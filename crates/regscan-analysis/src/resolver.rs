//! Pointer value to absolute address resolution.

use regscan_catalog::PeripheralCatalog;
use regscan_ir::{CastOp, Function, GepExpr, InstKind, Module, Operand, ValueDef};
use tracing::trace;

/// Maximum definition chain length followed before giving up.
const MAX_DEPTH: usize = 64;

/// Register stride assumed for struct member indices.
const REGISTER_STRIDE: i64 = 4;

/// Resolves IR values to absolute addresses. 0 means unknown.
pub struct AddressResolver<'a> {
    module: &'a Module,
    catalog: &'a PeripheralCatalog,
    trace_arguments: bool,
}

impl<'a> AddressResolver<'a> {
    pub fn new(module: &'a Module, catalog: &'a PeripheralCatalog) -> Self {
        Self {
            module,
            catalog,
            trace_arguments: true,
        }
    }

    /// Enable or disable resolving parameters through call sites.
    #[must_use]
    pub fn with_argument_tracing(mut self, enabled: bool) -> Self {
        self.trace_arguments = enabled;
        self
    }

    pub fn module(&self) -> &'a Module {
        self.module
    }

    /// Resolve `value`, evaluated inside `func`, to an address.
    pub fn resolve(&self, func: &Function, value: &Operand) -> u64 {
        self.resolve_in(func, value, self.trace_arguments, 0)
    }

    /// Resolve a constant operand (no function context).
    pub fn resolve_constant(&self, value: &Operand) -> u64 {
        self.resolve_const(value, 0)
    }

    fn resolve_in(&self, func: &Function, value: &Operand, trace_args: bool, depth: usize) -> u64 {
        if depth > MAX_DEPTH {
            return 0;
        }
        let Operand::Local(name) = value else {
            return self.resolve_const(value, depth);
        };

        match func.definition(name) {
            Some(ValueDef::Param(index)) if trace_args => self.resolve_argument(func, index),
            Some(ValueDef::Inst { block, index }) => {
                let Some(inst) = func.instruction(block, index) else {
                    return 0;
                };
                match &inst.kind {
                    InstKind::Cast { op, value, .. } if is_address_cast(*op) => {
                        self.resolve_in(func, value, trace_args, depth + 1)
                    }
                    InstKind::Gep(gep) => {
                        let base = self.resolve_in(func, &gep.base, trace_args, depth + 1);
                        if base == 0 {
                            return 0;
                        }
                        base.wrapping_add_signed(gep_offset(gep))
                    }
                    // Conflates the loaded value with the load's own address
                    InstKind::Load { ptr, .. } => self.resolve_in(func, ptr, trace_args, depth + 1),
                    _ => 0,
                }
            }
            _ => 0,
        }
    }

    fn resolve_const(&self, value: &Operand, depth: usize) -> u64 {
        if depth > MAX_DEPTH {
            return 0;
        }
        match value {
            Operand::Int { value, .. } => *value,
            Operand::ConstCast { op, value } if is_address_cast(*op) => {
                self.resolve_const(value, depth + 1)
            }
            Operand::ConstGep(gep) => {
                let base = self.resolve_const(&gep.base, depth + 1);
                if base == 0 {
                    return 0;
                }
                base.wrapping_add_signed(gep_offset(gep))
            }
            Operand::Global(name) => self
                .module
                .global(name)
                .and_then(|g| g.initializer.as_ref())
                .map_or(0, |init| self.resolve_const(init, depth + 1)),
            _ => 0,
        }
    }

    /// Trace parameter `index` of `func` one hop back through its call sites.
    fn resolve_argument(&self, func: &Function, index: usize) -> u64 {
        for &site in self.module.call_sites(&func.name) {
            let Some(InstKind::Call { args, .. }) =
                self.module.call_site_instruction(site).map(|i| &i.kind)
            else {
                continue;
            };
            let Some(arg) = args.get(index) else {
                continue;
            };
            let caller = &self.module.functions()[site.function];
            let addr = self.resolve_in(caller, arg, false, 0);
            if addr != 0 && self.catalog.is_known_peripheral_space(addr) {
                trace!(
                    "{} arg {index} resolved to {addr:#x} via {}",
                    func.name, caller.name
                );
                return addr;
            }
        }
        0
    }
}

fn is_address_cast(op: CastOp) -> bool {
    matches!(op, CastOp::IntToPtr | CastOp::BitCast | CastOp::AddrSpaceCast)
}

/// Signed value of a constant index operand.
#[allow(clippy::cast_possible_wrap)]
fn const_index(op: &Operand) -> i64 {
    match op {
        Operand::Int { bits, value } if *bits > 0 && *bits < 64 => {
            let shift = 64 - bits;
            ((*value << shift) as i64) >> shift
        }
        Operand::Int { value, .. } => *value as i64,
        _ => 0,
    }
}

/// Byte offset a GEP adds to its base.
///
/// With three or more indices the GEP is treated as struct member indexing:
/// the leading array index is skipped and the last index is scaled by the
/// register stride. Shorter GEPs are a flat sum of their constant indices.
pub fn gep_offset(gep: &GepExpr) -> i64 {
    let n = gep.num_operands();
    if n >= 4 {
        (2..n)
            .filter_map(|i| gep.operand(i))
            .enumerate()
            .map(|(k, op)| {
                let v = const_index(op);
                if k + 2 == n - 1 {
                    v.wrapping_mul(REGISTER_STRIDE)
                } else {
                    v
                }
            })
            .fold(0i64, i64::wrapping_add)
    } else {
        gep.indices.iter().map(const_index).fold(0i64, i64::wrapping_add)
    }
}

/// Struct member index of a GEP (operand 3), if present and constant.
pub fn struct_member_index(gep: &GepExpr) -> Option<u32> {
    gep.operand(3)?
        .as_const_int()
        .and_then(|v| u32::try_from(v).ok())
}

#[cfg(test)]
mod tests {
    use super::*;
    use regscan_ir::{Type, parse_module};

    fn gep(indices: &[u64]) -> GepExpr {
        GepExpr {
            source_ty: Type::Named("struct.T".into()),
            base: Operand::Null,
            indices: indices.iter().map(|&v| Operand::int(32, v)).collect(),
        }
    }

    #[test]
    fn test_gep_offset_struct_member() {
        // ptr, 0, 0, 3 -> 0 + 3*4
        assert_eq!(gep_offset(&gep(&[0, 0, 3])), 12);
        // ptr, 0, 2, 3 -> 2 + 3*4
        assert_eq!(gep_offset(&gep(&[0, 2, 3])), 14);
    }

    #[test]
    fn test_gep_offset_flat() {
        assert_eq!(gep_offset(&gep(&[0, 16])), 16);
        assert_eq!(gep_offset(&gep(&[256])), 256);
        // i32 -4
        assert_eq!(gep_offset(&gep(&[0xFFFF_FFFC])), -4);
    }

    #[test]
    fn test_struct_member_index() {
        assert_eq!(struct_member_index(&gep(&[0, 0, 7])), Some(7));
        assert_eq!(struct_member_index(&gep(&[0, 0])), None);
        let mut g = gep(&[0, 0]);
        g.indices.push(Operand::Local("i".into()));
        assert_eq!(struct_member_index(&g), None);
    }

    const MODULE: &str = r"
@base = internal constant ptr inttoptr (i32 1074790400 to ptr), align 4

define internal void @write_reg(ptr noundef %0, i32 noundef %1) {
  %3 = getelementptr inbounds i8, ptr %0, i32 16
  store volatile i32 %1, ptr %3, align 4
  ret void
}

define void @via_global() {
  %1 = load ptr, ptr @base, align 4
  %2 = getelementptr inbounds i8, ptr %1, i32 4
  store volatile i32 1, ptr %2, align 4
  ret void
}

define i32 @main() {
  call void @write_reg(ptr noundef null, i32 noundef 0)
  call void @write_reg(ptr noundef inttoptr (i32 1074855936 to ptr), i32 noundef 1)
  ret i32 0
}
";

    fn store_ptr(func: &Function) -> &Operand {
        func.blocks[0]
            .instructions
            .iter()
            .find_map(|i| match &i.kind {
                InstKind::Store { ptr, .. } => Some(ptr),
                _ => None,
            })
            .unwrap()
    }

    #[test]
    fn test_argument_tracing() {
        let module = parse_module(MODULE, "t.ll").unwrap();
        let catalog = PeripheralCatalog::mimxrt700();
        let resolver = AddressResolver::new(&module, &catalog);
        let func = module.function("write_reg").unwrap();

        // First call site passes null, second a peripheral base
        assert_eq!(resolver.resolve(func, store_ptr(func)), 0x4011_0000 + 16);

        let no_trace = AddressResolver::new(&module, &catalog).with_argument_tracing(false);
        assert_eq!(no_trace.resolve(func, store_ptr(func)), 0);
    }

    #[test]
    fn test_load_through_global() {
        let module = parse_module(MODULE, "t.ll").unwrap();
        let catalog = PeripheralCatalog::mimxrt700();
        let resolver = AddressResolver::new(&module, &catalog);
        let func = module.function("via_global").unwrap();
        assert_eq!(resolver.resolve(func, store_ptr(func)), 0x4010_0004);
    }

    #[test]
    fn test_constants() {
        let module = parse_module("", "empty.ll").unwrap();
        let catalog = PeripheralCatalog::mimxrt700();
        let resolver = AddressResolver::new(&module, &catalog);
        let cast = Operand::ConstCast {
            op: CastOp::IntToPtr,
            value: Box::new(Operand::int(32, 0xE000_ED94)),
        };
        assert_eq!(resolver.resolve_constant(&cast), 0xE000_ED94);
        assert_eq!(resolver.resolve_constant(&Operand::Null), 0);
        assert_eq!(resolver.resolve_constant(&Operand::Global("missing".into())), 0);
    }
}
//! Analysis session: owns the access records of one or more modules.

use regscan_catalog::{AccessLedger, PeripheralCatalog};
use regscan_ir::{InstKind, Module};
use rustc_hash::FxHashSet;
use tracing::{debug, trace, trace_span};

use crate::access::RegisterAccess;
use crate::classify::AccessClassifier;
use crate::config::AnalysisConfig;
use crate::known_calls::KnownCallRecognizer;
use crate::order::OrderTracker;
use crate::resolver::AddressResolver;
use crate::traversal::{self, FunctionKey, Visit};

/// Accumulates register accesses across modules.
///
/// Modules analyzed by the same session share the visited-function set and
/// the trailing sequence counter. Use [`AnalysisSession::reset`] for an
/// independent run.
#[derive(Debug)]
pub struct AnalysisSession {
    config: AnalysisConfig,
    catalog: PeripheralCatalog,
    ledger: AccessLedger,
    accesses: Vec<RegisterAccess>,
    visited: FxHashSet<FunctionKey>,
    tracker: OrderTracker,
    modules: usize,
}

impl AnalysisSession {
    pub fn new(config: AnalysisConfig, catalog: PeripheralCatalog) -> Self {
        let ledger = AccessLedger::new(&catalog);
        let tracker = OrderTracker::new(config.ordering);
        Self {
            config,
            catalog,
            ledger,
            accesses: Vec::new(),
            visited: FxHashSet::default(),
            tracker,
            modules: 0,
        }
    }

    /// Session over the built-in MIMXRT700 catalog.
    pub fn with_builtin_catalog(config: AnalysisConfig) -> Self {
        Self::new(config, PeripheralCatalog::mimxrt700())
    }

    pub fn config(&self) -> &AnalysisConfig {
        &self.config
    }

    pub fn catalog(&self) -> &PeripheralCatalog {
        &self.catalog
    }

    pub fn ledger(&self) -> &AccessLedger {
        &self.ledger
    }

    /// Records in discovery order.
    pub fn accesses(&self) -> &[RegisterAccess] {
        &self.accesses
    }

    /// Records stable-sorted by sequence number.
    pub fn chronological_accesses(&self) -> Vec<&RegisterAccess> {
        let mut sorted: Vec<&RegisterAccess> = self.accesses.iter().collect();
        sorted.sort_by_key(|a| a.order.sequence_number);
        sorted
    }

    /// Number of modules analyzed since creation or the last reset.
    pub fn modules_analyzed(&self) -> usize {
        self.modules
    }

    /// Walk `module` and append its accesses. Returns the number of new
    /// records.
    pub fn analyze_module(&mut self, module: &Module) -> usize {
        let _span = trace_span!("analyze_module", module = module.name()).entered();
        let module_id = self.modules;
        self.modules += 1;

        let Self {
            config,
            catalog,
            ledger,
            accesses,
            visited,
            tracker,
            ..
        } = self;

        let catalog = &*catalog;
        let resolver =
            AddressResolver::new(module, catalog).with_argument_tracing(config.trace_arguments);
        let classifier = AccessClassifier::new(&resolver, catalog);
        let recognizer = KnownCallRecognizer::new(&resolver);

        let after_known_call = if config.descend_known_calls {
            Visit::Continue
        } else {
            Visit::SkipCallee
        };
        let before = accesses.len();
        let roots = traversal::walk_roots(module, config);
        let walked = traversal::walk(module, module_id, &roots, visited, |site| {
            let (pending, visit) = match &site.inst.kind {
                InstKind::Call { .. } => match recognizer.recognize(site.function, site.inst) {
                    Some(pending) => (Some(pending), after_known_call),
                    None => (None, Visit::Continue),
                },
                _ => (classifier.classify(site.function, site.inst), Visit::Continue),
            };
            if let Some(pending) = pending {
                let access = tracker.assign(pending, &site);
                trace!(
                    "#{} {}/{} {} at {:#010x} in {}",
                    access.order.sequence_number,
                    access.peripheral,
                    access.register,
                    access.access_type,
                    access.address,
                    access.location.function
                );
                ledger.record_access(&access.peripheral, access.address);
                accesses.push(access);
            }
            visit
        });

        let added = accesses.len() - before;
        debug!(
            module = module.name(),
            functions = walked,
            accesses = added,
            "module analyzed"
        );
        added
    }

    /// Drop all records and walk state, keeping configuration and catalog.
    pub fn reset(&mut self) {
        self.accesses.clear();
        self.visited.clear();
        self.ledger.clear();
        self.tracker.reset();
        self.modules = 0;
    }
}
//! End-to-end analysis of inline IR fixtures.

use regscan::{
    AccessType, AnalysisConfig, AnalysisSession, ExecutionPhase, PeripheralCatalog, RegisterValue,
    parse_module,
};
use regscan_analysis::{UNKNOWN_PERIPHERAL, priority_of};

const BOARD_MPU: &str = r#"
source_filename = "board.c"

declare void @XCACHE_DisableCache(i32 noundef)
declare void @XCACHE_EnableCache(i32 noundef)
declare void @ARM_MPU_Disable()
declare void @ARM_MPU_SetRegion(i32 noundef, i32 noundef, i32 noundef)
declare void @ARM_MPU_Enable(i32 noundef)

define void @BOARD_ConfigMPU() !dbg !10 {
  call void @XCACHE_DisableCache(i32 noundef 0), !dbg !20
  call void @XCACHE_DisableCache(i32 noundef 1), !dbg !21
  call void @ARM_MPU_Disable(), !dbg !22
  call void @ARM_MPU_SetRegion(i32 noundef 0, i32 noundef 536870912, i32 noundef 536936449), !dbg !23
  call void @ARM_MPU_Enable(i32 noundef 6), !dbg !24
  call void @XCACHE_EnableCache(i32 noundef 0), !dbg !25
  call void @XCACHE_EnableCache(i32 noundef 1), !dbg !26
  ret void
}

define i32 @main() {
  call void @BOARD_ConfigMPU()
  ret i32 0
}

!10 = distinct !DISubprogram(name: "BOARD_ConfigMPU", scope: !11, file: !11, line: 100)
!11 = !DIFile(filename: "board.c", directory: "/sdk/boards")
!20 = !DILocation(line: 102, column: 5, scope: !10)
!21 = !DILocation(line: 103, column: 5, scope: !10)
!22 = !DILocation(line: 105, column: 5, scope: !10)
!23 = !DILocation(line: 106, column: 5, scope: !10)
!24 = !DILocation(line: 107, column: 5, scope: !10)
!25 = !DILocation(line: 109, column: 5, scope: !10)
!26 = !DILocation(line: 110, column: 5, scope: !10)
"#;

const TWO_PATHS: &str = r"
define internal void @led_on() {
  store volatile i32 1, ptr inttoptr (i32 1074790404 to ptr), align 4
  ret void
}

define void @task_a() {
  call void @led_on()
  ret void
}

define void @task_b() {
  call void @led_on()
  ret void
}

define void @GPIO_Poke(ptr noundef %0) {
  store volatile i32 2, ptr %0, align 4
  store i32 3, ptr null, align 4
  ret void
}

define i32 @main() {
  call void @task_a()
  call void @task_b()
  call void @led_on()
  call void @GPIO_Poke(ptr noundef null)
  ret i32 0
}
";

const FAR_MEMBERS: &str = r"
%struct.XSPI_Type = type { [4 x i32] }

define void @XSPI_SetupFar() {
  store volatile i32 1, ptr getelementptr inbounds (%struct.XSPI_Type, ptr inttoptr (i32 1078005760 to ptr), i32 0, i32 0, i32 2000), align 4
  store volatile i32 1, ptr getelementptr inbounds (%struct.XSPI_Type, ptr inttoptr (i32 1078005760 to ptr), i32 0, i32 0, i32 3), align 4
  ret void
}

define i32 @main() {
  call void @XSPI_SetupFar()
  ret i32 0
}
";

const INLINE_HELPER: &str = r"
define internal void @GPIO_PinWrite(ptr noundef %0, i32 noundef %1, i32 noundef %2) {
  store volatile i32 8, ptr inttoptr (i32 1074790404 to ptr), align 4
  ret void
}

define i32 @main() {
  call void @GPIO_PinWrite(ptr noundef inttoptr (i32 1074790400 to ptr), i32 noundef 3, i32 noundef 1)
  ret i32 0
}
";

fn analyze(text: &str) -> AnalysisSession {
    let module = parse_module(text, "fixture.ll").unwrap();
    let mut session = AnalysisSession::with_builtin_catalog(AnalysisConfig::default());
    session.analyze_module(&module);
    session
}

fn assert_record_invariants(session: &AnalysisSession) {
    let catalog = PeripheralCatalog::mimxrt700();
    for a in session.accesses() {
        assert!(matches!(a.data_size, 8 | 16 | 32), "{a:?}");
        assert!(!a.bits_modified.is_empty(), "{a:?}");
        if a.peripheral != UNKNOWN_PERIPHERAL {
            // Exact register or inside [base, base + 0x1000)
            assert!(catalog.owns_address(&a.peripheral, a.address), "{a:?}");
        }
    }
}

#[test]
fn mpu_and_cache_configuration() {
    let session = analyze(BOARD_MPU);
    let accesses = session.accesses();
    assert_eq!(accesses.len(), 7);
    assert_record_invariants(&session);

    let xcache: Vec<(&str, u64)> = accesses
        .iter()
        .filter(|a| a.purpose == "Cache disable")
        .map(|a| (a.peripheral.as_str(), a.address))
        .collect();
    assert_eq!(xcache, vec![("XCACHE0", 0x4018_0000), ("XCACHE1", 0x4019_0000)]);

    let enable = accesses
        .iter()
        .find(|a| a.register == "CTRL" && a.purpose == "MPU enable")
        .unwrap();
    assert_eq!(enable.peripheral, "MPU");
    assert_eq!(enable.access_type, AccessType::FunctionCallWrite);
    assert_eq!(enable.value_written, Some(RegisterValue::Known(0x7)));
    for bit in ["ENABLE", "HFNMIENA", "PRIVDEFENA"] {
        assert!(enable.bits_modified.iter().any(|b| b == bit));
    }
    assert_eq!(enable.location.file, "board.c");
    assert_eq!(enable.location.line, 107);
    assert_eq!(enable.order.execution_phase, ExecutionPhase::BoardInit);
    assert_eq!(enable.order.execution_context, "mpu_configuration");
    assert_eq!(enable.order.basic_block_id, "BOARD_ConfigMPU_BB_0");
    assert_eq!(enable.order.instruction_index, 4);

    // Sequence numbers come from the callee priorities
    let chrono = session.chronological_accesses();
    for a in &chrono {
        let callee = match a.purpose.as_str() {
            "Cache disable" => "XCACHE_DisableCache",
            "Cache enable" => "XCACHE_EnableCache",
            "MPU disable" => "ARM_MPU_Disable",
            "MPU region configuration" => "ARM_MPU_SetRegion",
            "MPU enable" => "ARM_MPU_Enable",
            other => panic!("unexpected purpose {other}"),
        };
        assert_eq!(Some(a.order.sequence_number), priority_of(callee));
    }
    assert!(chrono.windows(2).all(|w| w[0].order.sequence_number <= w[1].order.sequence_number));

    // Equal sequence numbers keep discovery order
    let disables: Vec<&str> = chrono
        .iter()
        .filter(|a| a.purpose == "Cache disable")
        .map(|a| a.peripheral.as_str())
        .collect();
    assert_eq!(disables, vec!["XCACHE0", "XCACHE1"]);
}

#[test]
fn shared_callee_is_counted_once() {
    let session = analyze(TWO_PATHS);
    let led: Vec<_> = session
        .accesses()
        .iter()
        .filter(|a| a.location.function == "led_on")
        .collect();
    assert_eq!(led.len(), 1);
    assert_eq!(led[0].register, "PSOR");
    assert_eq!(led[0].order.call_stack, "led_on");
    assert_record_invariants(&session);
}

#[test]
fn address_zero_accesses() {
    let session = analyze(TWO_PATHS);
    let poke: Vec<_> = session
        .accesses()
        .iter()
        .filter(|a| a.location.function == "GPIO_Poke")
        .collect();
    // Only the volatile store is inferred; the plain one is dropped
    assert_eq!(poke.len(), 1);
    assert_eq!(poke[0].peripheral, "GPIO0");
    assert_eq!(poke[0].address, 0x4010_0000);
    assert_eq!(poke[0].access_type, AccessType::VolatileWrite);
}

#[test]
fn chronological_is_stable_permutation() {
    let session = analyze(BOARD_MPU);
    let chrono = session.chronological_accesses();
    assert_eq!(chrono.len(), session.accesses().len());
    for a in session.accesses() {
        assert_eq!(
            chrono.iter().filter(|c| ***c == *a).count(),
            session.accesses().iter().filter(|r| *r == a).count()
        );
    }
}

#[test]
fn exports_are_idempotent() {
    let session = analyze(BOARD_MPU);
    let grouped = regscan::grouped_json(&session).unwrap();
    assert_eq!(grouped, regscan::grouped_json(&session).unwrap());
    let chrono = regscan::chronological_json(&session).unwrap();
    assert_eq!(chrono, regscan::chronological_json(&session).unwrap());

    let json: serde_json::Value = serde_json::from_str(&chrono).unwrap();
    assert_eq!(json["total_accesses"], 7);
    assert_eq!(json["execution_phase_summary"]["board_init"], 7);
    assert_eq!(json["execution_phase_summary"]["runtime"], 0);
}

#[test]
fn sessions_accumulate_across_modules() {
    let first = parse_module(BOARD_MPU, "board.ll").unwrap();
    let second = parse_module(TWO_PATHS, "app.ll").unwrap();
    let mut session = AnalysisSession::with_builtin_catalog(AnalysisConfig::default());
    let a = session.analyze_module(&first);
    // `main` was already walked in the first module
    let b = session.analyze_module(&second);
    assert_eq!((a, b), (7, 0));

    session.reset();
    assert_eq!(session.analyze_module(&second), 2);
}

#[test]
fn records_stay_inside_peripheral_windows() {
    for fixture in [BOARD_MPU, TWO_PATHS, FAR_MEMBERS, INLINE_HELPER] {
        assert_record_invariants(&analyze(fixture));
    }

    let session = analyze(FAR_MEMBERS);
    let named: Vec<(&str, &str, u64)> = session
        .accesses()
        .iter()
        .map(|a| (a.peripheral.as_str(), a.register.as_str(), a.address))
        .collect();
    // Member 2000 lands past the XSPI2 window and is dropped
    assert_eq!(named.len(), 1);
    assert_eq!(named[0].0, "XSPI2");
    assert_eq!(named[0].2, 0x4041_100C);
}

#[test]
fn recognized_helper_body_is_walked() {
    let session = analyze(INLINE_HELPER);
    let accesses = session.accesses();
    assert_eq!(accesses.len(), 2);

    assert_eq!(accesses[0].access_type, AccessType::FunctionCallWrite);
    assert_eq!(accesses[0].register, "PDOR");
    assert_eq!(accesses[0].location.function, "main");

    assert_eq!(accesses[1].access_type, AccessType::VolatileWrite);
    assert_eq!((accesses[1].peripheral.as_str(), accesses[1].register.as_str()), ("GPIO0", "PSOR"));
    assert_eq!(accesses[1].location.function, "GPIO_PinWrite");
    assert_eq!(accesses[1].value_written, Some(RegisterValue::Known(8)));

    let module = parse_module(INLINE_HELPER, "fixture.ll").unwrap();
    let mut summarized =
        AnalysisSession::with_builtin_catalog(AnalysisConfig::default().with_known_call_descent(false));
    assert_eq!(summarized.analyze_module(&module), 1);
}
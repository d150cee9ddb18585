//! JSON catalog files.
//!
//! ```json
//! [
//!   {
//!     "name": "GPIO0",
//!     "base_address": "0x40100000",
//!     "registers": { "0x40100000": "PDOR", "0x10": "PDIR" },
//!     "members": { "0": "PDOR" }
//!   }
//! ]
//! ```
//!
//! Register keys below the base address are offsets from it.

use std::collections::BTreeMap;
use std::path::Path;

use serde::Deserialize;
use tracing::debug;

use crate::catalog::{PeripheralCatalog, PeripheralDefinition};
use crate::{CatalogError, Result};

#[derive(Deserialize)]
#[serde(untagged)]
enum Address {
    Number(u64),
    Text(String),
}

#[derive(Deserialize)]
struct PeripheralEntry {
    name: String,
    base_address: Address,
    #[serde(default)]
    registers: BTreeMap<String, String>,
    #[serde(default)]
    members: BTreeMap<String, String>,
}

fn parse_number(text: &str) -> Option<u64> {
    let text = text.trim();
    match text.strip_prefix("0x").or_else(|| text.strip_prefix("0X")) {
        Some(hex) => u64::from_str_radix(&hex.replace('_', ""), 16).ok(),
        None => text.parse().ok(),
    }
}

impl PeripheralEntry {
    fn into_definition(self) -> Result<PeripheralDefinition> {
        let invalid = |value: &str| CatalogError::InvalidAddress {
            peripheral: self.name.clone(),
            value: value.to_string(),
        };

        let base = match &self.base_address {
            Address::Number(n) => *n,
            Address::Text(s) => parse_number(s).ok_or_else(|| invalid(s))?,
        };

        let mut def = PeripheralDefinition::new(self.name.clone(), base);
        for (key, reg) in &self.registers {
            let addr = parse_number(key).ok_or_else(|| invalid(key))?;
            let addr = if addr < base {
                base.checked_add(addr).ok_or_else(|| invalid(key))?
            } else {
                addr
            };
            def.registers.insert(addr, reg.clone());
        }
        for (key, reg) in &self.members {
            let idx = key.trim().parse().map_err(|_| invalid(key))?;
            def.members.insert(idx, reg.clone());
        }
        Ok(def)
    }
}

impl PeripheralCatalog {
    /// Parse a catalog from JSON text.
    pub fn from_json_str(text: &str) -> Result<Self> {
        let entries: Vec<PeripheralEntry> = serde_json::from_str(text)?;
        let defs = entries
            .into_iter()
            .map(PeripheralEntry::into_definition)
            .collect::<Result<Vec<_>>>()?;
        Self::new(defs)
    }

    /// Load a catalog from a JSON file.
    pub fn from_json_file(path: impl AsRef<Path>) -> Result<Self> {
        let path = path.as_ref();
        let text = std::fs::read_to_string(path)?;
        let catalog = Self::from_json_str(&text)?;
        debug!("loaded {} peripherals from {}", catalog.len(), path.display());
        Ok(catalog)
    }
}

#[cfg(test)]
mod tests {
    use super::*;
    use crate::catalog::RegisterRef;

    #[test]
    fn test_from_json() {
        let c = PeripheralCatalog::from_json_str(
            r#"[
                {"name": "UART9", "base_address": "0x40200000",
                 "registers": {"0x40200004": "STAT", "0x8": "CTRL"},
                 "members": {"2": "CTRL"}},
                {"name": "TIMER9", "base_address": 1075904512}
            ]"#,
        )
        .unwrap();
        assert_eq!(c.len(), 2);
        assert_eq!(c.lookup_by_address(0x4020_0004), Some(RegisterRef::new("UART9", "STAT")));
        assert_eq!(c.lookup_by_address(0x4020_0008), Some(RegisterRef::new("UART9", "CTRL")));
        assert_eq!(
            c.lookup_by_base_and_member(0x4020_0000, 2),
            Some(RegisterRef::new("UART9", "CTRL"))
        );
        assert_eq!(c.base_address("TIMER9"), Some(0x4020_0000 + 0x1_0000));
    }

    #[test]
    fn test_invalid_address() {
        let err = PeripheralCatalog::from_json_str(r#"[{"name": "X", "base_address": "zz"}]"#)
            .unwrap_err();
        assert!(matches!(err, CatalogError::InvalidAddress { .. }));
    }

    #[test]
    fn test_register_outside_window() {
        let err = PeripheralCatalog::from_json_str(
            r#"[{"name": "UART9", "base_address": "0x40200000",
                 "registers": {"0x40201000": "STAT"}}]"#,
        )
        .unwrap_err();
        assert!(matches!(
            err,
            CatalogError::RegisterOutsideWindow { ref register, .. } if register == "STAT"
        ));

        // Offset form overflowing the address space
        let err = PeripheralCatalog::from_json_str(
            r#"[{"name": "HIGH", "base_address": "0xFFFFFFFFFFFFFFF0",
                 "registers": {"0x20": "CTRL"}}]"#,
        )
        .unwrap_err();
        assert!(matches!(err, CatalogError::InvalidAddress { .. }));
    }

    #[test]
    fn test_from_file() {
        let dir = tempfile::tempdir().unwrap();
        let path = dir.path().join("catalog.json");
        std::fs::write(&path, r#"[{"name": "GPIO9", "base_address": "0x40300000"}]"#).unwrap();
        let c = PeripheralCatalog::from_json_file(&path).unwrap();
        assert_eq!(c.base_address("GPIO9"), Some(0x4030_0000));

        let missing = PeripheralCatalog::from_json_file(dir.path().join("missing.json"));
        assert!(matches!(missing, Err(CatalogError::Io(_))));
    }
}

# # # #

● WHAT YOU HAVE TO DO: Without changing anything, quote the lines from the top of the data to the line that contains "pub fn module(&self)", including that line.

● THE ANSWER:
filename crates/regscan-analysis/src/resolver.rs
//! Pointer value to absolute address resolution.

use regscan_catalog::PeripheralCatalog;
use regscan_ir::{CastOp, Function, GepExpr, InstKind, Module, Operand, ValueDef};
use tracing::trace;

/// Maximum definition chain length followed before giving up.
const MAX_DEPTH: usize = 64;

/// Register stride assumed for struct member indices.
const REGISTER_STRIDE: i64 = 4;

/// Resolves IR values to absolute addresses. 0 means unknown.
pub struct AddressResolver<'a> {
    module: &'a Module,
    catalog: &'a PeripheralCatalog,
    trace_arguments: bool,
}

impl<'a> AddressResolver<'a> {
    pub fn new(module: &'a Module, catalog: &'a PeripheralCatalog) -> Self {
        Self {
            module,
            catalog,
            trace_arguments: true,
        }
    }

    /// Enable or disable resolving parameters through call sites.
    #[must_use]
    pub fn with_argument_tracing(mut self, enabled: bool) -> Self {
        self.trace_arguments = enabled;
        self
    }

    pub fn module(&self) -> &'a Module {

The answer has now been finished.